The Natural History Museum opened in 1950 with a small collection of animals. It now has a large range of species including birds and mammals, as well as mineral and paleontological specimens. There is also a butterfly house, a botanical garden, and an ecological library for children. The exhibitions are permanent and expert guides are on hand to help the visitor make the most of them.
Its main objective is to support formal education within a fun environment. The idea is that children learn through interactive games. Customer service is excellent and the attendants provide information for visitors in each room. The museum has been recently inaugurated and it is sponsored by many companies. The museum is for children over five and it has a capacity for 240 people. The museum also includes a chain restaurant very popular in Guatemala: Pollo Campero. In the future, it will also include a shop specialized in educational material and stimulating toys for children.
The Museum of Modern Art was originally set up in the city center in 1934 by the Friends of the Arts Committee, and was moved to its present site in 1968. The architecture of this building dates from the 1930s, and under President Jorge Ubico it was used as a ballroom and reception hall. After refurbishment at various times, the museum is now in good condition and is used to display a permanent collection of Guatemalan art and sculpture.
Founded in 1945, the National Museum of Archaeology and Ethnology houses a collection of Mayan archaeological remains. These are mainly jade and obsidian, though there are also pottery pieces and objects taken from royal tombs. The building dates from 1930 and its architecture is in the style of that period. After being closed for several years for refurbishment, the museum was reopened in 1972 as a showcase for the legacy of the Maya.
La Fototeca is not only a gallery but a school of photography as well. Established in 2009 by Juan Jose Estrada Toledo and Clara de Tezanos to promote modern photography through educational programs, workshops, documentation and exhibits, it is one of the esteemed centers in town to hone your skills.
La Erre, the splendid cultural space is associated with the RARE magazine. Although described as an art gallery, La Erre serves multiple functions catering to three dimensions - art, culture and design. Apart from regular exhibitions featuring contemporary art, La Erre also hosts various programs and activities such as performances, lectures, group discussions and lots more that bring together like-minded patrons, artists and art enthusiasts from all walks of life. As such, La Erre is quite the melting pot of art and culture in Guatemala City.
The Rafael Landivar University has a small gallery on the first floor of G block.
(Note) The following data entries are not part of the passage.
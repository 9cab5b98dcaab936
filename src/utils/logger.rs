//! 日志系统模块
//!
//! 基于 tracing 生态输出流水线日志。控制台日志写到 stderr，stdout 留给命令输出；
//! 可选的文件日志异步写入并按时间轮转。
//!
//! 解析器和构造器的日志都带结构化字段（`module`、`path`、`cache_key`），
//! 排查配置传播问题时可以单独打开：
//!
//! ```text
//! RUST_LOG=chips_pipeline::module::resolver=debug chips-pipeline rank.print_config
//! ```
//!
//! # 示例
//!
//! ```rust,no_run
//! use chips_pipeline::utils::logger::{Logger, LoggerConfig, RotationStrategy};
//!
//! fn main() -> Result<(), Box<dyn std::error::Error>> {
//!     let config = LoggerConfig::builder()
//!         .level("debug")
//!         .file_output("./logs")
//!         .rotation(RotationStrategy::Hourly)
//!         .directive("chips_pipeline::module::builder=trace")
//!         .build();
//!
//!     let _guard = Logger::init(config)?;
//!
//!     tracing::info!(module = "index/simple", path = "searcher.index", "构造模块实例");
//!     Ok(())
//! }
//! ```

use std::io;
use std::path::PathBuf;
use std::sync::atomic::{AtomicBool, Ordering};

use tracing_appender::non_blocking::{NonBlocking, WorkerGuard};
use tracing_appender::rolling::{RollingFileAppender, Rotation};
use tracing_subscriber::filter::Directive;
use tracing_subscriber::layer::SubscriberExt;
use tracing_subscriber::util::SubscriberInitExt;
use tracing_subscriber::{fmt, EnvFilter, Layer, Registry};

use crate::core::config::LogConfig;
use crate::utils::{CoreError, Result};

/// 日志文件名前缀
const FILE_PREFIX: &str = "chips-pipeline";

/// 开发模式下额外打开的过滤指令
const DEV_DIRECTIVE: &str = "chips_pipeline::module=debug";

type BoxedLayer = Box<dyn Layer<Registry> + Send + Sync>;

static INITIALIZED: AtomicBool = AtomicBool::new(false);

// ============================================================================
// 日志轮转策略
// ============================================================================

/// 日志轮转策略
#[derive(Debug, Clone, Copy, PartialEq, Eq, Default)]
pub enum RotationStrategy {
    /// 单个日志文件
    Never,
    /// 每小时
    Hourly,
    /// 每天
    #[default]
    Daily,
}

impl RotationStrategy {
    /// 解析配置文件中的轮转策略，无法识别时按每天轮转
    pub fn parse(s: &str) -> Self {
        match s.trim().to_lowercase().as_str() {
            "never" | "none" => RotationStrategy::Never,
            "hourly" | "hour" => RotationStrategy::Hourly,
            _ => RotationStrategy::Daily,
        }
    }

    pub fn as_str(&self) -> &'static str {
        match self {
            RotationStrategy::Never => "never",
            RotationStrategy::Hourly => "hourly",
            RotationStrategy::Daily => "daily",
        }
    }

    fn rotation(self) -> Rotation {
        match self {
            RotationStrategy::Never => Rotation::NEVER,
            RotationStrategy::Hourly => Rotation::HOURLY,
            RotationStrategy::Daily => Rotation::DAILY,
        }
    }
}

impl std::fmt::Display for RotationStrategy {
    fn fmt(&self, f: &mut std::fmt::Formatter<'_>) -> std::fmt::Result {
        f.write_str(self.as_str())
    }
}

// ============================================================================
// 日志配置
// ============================================================================

/// 日志系统配置
#[derive(Debug, Clone)]
pub struct LoggerConfig {
    /// 默认级别（trace / debug / info / warn / error），`RUST_LOG` 优先
    pub level: String,
    /// JSON 格式输出
    pub json_format: bool,
    /// 输出到 stderr
    pub console_output: bool,
    /// 文件输出目录
    pub file_output: Option<PathBuf>,
    pub rotation: RotationStrategy,
    /// 控制台显示线程 ID
    pub show_thread_ids: bool,
    /// 控制台显示源码位置
    pub show_file_line: bool,
    /// 追加的 EnvFilter 指令，如 `chips_pipeline::module::resolver=trace`
    pub directives: Vec<String>,
    /// 控制台 ANSI 颜色
    pub ansi_colors: bool,
}

impl Default for LoggerConfig {
    fn default() -> Self {
        Self {
            level: "info".to_string(),
            json_format: false,
            console_output: true,
            file_output: None,
            rotation: RotationStrategy::Daily,
            show_thread_ids: false,
            show_file_line: false,
            directives: Vec::new(),
            ansi_colors: true,
        }
    }
}

impl LoggerConfig {
    pub fn builder() -> LoggerConfigBuilder {
        LoggerConfigBuilder::default()
    }

    /// 从流水线配置中的 [`LogConfig`] 创建
    ///
    /// 只有 `file_output` 打开且给出了目录时才写文件。
    pub fn from_log_config(log_config: &LogConfig) -> Self {
        Self {
            level: log_config.level.clone(),
            json_format: log_config.json_format,
            file_output: log_config
                .log_dir
                .clone()
                .filter(|_| log_config.file_output),
            rotation: RotationStrategy::parse(&log_config.rotation),
            ..Self::default()
        }
    }

    /// 开发模式：显示线程和源码位置，打开解析与构造的调试日志
    pub fn with_dev_mode(mut self) -> Self {
        self.show_thread_ids = true;
        self.show_file_line = true;
        self.directives.push(DEV_DIRECTIVE.to_string());
        self
    }

    fn env_filter(&self) -> EnvFilter {
        let base = EnvFilter::try_from_default_env()
            .unwrap_or_else(|_| EnvFilter::new(normalize_level(&self.level)));
        self.directives
            .iter()
            .map(|d| d.trim())
            .filter(|d| !d.is_empty())
            .filter_map(|d| d.parse::<Directive>().ok())
            .fold(base, |filter, directive| filter.add_directive(directive))
    }

    fn layer(&self, writer: NonBlocking, console: bool) -> BoxedLayer {
        let layer = fmt::layer()
            .with_writer(writer)
            .with_thread_ids(console && self.show_thread_ids)
            .with_file(console && self.show_file_line)
            .with_line_number(console && self.show_file_line);
        if self.json_format {
            layer.json().with_ansi(false).boxed()
        } else {
            layer.with_ansi(console && self.ansi_colors).boxed()
        }
    }
}

/// 无法识别的级别按 info 处理
fn normalize_level(level: &str) -> &'static str {
    match level.trim().to_lowercase().as_str() {
        "trace" => "trace",
        "debug" => "debug",
        "warn" | "warning" => "warn",
        "error" => "error",
        _ => "info",
    }
}

/// 日志配置构建器
#[derive(Debug, Default)]
pub struct LoggerConfigBuilder {
    config: LoggerConfig,
}

impl LoggerConfigBuilder {
    pub fn level(mut self, level: impl Into<String>) -> Self {
        self.config.level = level.into();
        self
    }

    pub fn json_format(mut self, enable: bool) -> Self {
        self.config.json_format = enable;
        self
    }

    pub fn console_output(mut self, enable: bool) -> Self {
        self.config.console_output = enable;
        self
    }

    /// 写文件日志到该目录
    pub fn file_output(mut self, dir: impl Into<PathBuf>) -> Self {
        self.config.file_output = Some(dir.into());
        self
    }

    pub fn rotation(mut self, strategy: RotationStrategy) -> Self {
        self.config.rotation = strategy;
        self
    }

    /// 追加一条过滤指令
    pub fn directive(mut self, directive: impl Into<String>) -> Self {
        self.config.directives.push(directive.into());
        self
    }

    pub fn ansi_colors(mut self, enable: bool) -> Self {
        self.config.ansi_colors = enable;
        self
    }

    pub fn dev_mode(mut self) -> Self {
        self.config = self.config.with_dev_mode();
        self
    }

    pub fn build(self) -> LoggerConfig {
        self.config
    }
}

// ============================================================================
// 日志系统
// ============================================================================

/// 日志守卫
///
/// 持有非阻塞写入器的 WorkerGuard，丢弃时刷出挂起的日志。
#[derive(Default)]
pub struct LogGuard {
    _guards: Vec<WorkerGuard>,
}

/// 日志系统
pub struct Logger;

impl Logger {
    /// 初始化全局日志订阅者
    ///
    /// 返回的 [`LogGuard`] 必须存活到程序退出。
    ///
    /// # Errors
    ///
    /// 已经初始化过，或全局订阅者已被其他代码设置时返回 `InitFailed`。
    pub fn init(config: LoggerConfig) -> Result<LogGuard> {
        if INITIALIZED.swap(true, Ordering::SeqCst) {
            return Err(CoreError::InitFailed("日志系统已初始化".to_string()));
        }

        let mut guards = Vec::new();
        let mut layers: Vec<BoxedLayer> = Vec::new();

        if config.console_output {
            let (writer, guard) = tracing_appender::non_blocking(io::stderr());
            guards.push(guard);
            layers.push(config.layer(writer, true));
        }
        if let Some(dir) = &config.file_output {
            let appender = RollingFileAppender::new(
                config.rotation.rotation(),
                dir,
                format!("{}.log", FILE_PREFIX),
            );
            let (writer, guard) = tracing_appender::non_blocking(appender);
            guards.push(guard);
            layers.push(config.layer(writer, false));
        }

        tracing_subscriber::registry()
            .with(layers)
            .with(config.env_filter())
            .try_init()
            .map_err(|e| CoreError::InitFailed(format!("日志系统初始化失败: {}", e)))?;

        Ok(LogGuard { _guards: guards })
    }

    /// 初始化日志系统，失败时返回空守卫（测试中多次调用）
    pub fn try_init(config: LoggerConfig) -> LogGuard {
        Self::init(config).unwrap_or_default()
    }
}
Exhibitions are organized by the Arts and Sports Committee. Renowned Guatemalan artists have chosen to show their painting, sculpture and photography here. The space is also used for student exhibitions, especially from the architecture, graphic design and engineering departments. Admission is free and visitors are invited to give their opinions in the visitors' book.
One of the most popular tourist attractions, the History Museum, opened in 1974, offers visitors a collection of furniture and political documents going back over Guatemala's history to 1821, the year it won its independence. The displays are changed from time to time so that the events covered match the season. There is also a reference library and admission is free.
Museo Nacional de Artes e Industrias Populares is a small museum of low importance in the hierarchy of national museums. It houses a collection of rather neglected exhibits, but a visit could still be interesting if you want to learn more about traditional Guatemalan popular arts and industries, both old and current. The small collection comprises paintings, textiles, gourds, musical instruments, ceramics, metalwork and Indian masks.
This museum is mostly aimed at children. It consists of three wagons able to fit in 100 children per hour. It is a mainly interactive museum, where children can use, touch and learn from the different objects exhibited. One of the most popular experiments is the microperimeter, which allows children meassure the electricity in their bodies. Two of the wagons offer experiments on physics and optics, astronomical pictures and fossils. The third wagon offers the projection of educational videos on subjects such as the human body, electricity, dinosaurs and more. Outside the wagons there are parking facilities and food stalls.